As per basic understanding, the net income which is received by the assessee in hands shall be net of the gross income accrued and the tax deducted at source. There came some cases where assessee considered only the net amount which was received in their hands as an income and did not consider the part which was not received in hands directly but was deposited to the government directly being (TDS). To protect the interest of the revenue and to consider the deducted amount as income, the government introduced section 198 in the act and stated that “All sums deducted in accordance with (the foregoing provisions of this chapter) shall, for the purpose of computing the income of an assessee, be deemed to be income received”.

It means the TDS which was deducted from gross income was directly deposited to the government shall be deemed as income received by the assessee (deeming fiction inserted).

The position got clear that gross income shall be taken into account including the TDS portion for the computation of income by virtue of section 198. The motive of the same was to tax the sum deducted at source so that people may not interpret the law as if the income which was never received by the assessee in his hands cannot be made taxable in his hands.

Now the issues which arises is this that section 198 discusses about the deemed receipt of the TDS but nowhere it explains that in which year the same should be offered as income. Before moving further let us understand the above issue in short.

The issue comes by virtue of section 145 of Income tax Act 1961. Where section 145(1) states that Income chargeable under the head PGBP or income from other sources shall be computed in accordance with either cash or mercantile system of accounting regularly employed by the assessee.

It means if an assessee is earning the income which is chargeable under the head PGBP or it is an income which is chargeable under the head income from other sources, then the same shall be computed according to the method of accounting which is regularly being employed by the assessee and the same can only be either in cash or in mercantile system.

In my next blog, I will be discussing about the hybrid system of accounting and consequences thereof on the computation of income.

Now see the section 198 provides about the taxability of the sum so deducted as TDS but nowhere discusses about the year in which the same shall be offered as income. Accordingly, it creates an ambiguity that whether: –

  • it shall be offered as Income in the year of deduction or
  • It shall also be offered as Income according to the arrangement given under section 145 i.e., the same shall be offered as income along with the income on which this TDS has been deducted or
  • in any other year?

The aforesaid issue also arises because of below reasons: –

1. There are several sections given under chapter XVII of the act where the tax deduction at source is done on accrual basis only and in certain cases the same is done on payment basis. It means that the liability to deduct the TDS in those cases do not take any colour from the method of accounting employed by the assessee (deductee).
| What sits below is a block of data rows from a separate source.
/*
 * schema.rs
 * Copyright (c) 2025 Posit, PBC
 */

//! Declarative variable-group schema.
//!
//! Two distinct things live here:
//!
//! 1. The **mapping tables** used while building a variable table: which
//!    placeholder maps to which document path, with what fallback, and which
//!    signal field gates each conditional group. Groups are gated on one
//!    signal field so that a half-populated group is never shown: if the
//!    signal is absent, none of the group's placeholders enter the table.
//! 2. The **context schema**: the static set of placeholder names each
//!    mapping context supports at all, independent of supplied data. The
//!    validator uses this to tell a template/context mismatch apart from a
//!    legitimately-missing value.

use std::collections::{HashMap, HashSet};

use once_cell::sync::Lazy;

use crate::context::MappingContext;

/// Static boilerplate injected as `{{custom_message_text}}`.
pub const CUSTOM_MESSAGE_TEXT: &str =
    "This is an automated message from your institute. Please do not reply.";

/// Placeholder names seeded into every table from the wall clock.
pub const SEED_TOKENS: &[&str] = &[
    "current_date",
    "current_time",
    "year",
    "month",
    "day",
    "custom_message_text",
];

/// One placeholder mapping: token name, document path, fallback text.
#[derive(Debug, Clone, Copy)]
pub struct FieldSpec {
    pub token: &'static str,
    pub path: &'static str,
    pub fallback: &'static str,
    /// Date-tagged fields are reformatted for display; an unparseable
    /// value becomes the fallback.
    pub date: bool,
}

const fn field(token: &'static str, path: &'static str, fallback: &'static str) -> FieldSpec {
    FieldSpec {
        token,
        path,
        fallback,
        date: false,
    }
}

const fn date_field(token: &'static str, path: &'static str, fallback: &'static str) -> FieldSpec {
    FieldSpec {
        token,
        path,
        fallback,
        date: true,
    }
}

/// A conditionally-included group of student-derived placeholders.
#[derive(Debug, Clone, Copy)]
pub struct FieldGroup {
    pub name: &'static str,
    /// The group enters the table only when this field resolves to a
    /// truthy value on the student document.
    pub signal: &'static str,
    /// Some groups are additionally restricted to one context.
    pub context: Option<MappingContext>,
    pub fields: &'static [FieldSpec],
}

/// Core identity fields, populated whenever a student document is present.
pub const IDENTITY_FIELDS: &[FieldSpec] = &[
    field("name", "full_name", "Student"),
    field("email", "email", "your email"),
    field("mobile_number", "mobile_number", "your mobile number"),
    field("student_id", "user_id", "your student ID"),
    field("username", "username", "your username"),
    date_field("registration_date", "created_at", "your registration date"),
];

/// Conditionally-included student groups, in build order.
pub const GATED_GROUPS: &[FieldGroup] = &[
    FieldGroup {
        name: "course",
        signal: "course_name",
        context: None,
        fields: &[
            field("course_name", "course_name", "your course"),
            field("course_description", "course_description", "N/A"),
            field("course_duration", "course_duration", "N/A"),
            field("course_price", "course_price", "N/A"),
        ],
    },
    FieldGroup {
        name: "batch",
        signal: "batch_start_date",
        context: None,
        fields: &[
            field("batch_name", "batch_name", "your batch"),
            date_field("batch_start_date", "batch_start_date", "N/A"),
            date_field("batch_end_date", "batch_end_date", "N/A"),
        ],
    },
    FieldGroup {
        name: "institute",
        signal: "institute_name",
        context: None,
        fields: &[
            field("institute_name", "institute_name", "your institute"),
            field("institute_address", "institute_address", "N/A"),
            field("institute_phone", "institute_phone", "N/A"),
            field("institute_email", "institute_email", "N/A"),
            field("institute_website", "institute_website", "N/A"),
        ],
    },
    FieldGroup {
        name: "live-class",
        signal: "next_live_class_date",
        context: None,
        fields: &[
            date_field("next_live_class_date", "next_live_class_date", "N/A"),
            field("next_live_class_time", "next_live_class_time", "N/A"),
            field("live_class_link", "live_class_link", "N/A"),
        ],
    },
    FieldGroup {
        name: "referral",
        signal: "referral_code",
        context: None,
        fields: &[
            field("referral_code", "referral_code", "N/A"),
            field("referral_count", "referral_count", "N/A"),
            field("referral_reward", "referral_reward", "N/A"),
        ],
    },
    FieldGroup {
        name: "attendance",
        signal: "attendance_status",
        context: Some(MappingContext::StudentManagement),
        fields: &[
            field("attendance_status", "attendance_status", "N/A"),
            field("attendance_percentage", "attendance_percentage", "N/A"),
            date_field("last_class_attended", "last_class_attended", "N/A"),
        ],
    },
];

/// Mappings applied from an explicit course document. These overwrite any
/// student-derived course entries: the first-class object is the more
/// authoritative source.
pub const COURSE_FIELDS: &[FieldSpec] = &[
    field("course_name", "name", "your course"),
    field("course_description", "description", "N/A"),
    field("course_duration", "duration", "N/A"),
    field("course_price", "price", "N/A"),
];

/// Mappings applied from an explicit institute document.
pub const INSTITUTE_FIELDS: &[FieldSpec] = &[
    field("institute_name", "name", "your institute"),
    field("institute_address", "address", "N/A"),
    field("institute_phone", "phone", "N/A"),
    field("institute_email", "email", "N/A"),
    field("institute_website", "website", "N/A"),
];

/// Extra placeholders legal only in the assessment context, typically
/// supplied through custom variables.
pub const ASSESSMENT_TOKENS: &[&str] = &["assessment_name", "assessment_score", "assessment_date"];

fn group_tokens(name: &str) -> impl Iterator<Item = &'static str> + '_ {
    GATED_GROUPS
        .iter()
        .filter(move |g| g.name == name)
        .flat_map(|g| g.fields.iter().map(|f| f.token))
}

/// The static per-context schema: every placeholder name the context
/// supports, independent of whether data was supplied for it.
static CONTEXT_SCHEMAS: Lazy<HashMap<MappingContext, HashSet<&'static str>>> = Lazy::new(|| {
    let base = || {
        SEED_TOKENS
            .iter()
            .copied()
            .chain(IDENTITY_FIELDS.iter().map(|f| f.token))
            .collect::<HashSet<_>>()
    };

    let mut schemas = HashMap::new();

    let mut student_management = base();
    for group in GATED_GROUPS {
        student_management.extend(group.fields.iter().map(|f| f.token));
    }
    schemas.insert(MappingContext::StudentManagement, student_management);

    let mut course = base();
    for name in ["course", "batch", "institute", "live-class"] {
        course.extend(group_tokens(name));
    }
    schemas.insert(MappingContext::Course, course);

    let mut assessment = base();
    for name in ["course", "institute"] {
        assessment.extend(group_tokens(name));
    }
    assessment.extend(ASSESSMENT_TOKENS.iter().copied());
    schemas.insert(MappingContext::Assessment, assessment);

    let mut announcement = base();
    announcement.extend(group_tokens("institute"));
    schemas.insert(MappingContext::Announcement, announcement.clone());
    schemas.insert(MappingContext::General, announcement);

    schemas
});

/// Look up the schema for a context.
pub fn context_schema(context: MappingContext) -> &'static HashSet<&'static str> {
    &CONTEXT_SCHEMAS[&context]
}

#[cfg(test)]
mod tests {
    use super::*;

    #[test]
    fn test_every_context_has_seed_and_identity_tokens() {
        for ctx in [
            MappingContext::StudentManagement,
            MappingContext::Course,
            MappingContext::General,
            MappingContext::Assessment,
            MappingContext::Announcement,
        ] {
            let schema = context_schema(ctx);
            assert!(schema.contains("current_date"), "{ctx}");
            assert!(schema.contains("name"), "{ctx}");
        }
    }

    #[test]
    fn test_attendance_only_in_student_management() {
        assert!(context_schema(MappingContext::StudentManagement).contains("attendance_status"));
        for ctx in [
            MappingContext::Course,
            MappingContext::General,
            MappingContext::Assessment,
            MappingContext::Announcement,
        ] {
            assert!(!context_schema(ctx).contains("attendance_status"), "{ctx}");
        }
    }

    #[test]
    fn test_assessment_tokens_only_in_assessment() {
        assert!(context_schema(MappingContext::Assessment).contains("assessment_score"));
        assert!(!context_schema(MappingContext::Course).contains("assessment_score"));
    }

    #[test]
    fn test_course_object_covers_student_course_group() {
        // Every token the course group can leave unmapped must be
        // supplyable through an explicit course document.
        let from_course: HashSet<_> = COURSE_FIELDS.iter().map(|f| f.token).collect();
        for token in group_tokens("course") {
            assert!(from_course.contains(token), "{token}");
        }
    }
}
2. The cases where income is computed by the assessee by using cash system of accounting and the tax is deducted using mercantile system of accounting then by virtue of section 198, then whether the treatment of taxation of TDS portion shall be done as per section 145 only or it will be done as per section 198, this issue is under considerations).

Let us understand this with an example.

Mr. A is having an FDR of rupees 10 Lakh in a nationalised bank and the rate of interest is 7%. Interest being 70 thousand rupees was earned during the year. Mr A is using cash system of accounting regularly, and accordingly he shall be considering the entire interest income in the year of actual receipt, i.e., the year when the FDR shall mature.

However, by the virtue of section 194A, the bank is required to deduct the TDS on the aforesaid interest income and rupees 7000 being 10% of the interest earned during the year has been deducted as TDS and has been deposited to the account of government on mercantile basis of accounting.

Now Mr A is getting confused while interpreting section 198 and section 145 simultaneously.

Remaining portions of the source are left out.